## Exercise prompt:
Starting from the line that holds "assert_eq!(cfg.app_type, ApplicationType::Scene);", print each remaining line of the entries exactly, ending with the last.

## Data:

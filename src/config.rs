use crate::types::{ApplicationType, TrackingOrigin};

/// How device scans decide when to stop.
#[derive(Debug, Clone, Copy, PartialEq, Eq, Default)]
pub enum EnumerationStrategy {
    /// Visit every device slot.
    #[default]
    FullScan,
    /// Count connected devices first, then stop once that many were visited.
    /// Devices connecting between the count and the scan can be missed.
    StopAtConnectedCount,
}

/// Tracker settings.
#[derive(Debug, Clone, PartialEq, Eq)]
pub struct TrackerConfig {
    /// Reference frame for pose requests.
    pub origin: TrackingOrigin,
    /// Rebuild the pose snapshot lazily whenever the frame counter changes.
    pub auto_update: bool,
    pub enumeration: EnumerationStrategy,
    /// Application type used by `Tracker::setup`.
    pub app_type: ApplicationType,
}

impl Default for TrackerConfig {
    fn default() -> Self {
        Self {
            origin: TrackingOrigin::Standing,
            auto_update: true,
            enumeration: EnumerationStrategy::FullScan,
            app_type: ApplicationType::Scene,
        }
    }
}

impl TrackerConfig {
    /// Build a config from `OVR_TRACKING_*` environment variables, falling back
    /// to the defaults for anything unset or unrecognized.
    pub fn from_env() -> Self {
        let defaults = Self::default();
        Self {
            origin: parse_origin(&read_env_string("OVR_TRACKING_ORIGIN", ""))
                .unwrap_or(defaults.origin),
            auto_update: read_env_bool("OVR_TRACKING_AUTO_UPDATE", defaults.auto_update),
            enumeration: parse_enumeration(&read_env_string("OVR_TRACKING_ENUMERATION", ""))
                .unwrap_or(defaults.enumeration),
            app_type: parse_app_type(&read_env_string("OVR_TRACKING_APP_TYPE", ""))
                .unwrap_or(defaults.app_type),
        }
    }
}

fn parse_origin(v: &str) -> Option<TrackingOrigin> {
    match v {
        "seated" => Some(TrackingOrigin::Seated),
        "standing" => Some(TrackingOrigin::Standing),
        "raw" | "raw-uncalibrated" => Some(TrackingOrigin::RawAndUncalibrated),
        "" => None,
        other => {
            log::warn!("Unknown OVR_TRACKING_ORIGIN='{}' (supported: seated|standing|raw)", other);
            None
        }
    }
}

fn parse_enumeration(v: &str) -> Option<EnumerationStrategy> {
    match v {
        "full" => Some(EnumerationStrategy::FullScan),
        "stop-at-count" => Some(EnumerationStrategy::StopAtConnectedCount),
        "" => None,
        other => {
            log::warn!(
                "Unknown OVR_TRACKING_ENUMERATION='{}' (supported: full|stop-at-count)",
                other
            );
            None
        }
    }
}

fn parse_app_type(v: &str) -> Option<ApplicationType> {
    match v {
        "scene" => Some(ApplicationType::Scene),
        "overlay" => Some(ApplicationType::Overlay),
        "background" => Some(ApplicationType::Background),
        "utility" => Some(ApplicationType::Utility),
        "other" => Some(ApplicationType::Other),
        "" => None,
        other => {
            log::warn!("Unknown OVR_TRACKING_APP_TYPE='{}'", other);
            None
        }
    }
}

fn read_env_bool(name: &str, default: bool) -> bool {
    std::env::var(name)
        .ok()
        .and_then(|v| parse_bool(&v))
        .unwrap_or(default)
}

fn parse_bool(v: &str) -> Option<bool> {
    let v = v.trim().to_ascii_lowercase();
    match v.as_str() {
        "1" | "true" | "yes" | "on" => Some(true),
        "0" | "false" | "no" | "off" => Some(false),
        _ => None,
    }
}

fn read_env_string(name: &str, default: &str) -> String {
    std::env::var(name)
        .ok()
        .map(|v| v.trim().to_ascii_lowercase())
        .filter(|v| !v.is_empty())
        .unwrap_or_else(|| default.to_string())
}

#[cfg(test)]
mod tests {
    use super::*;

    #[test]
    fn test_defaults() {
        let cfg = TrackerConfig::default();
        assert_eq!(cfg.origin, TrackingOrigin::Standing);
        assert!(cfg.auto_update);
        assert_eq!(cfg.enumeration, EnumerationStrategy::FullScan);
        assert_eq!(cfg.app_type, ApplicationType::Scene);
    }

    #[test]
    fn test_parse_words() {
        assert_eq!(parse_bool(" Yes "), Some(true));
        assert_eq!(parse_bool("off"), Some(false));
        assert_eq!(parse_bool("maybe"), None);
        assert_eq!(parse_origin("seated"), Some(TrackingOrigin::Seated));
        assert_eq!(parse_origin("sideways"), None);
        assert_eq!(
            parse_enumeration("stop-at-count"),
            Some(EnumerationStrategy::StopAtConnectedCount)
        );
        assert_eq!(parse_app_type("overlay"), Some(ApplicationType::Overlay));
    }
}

## Problem solution:
        assert_eq!(cfg.app_type, ApplicationType::Scene);
    }

    #[test]
    fn test_parse_words() {
        assert_eq!(parse_bool(" Yes "), Some(true));
        assert_eq!(parse_bool("off"), Some(false));
        assert_eq!(parse_bool("maybe"), None);
        assert_eq!(parse_origin("seated"), Some(TrackingOrigin::Seated));
        assert_eq!(parse_origin("sideways"), None);
        assert_eq!(
            parse_enumeration("stop-at-count"),
            Some(EnumerationStrategy::StopAtConnectedCount)
        );
        assert_eq!(parse_app_type("overlay"), Some(ApplicationType::Overlay));
    }
}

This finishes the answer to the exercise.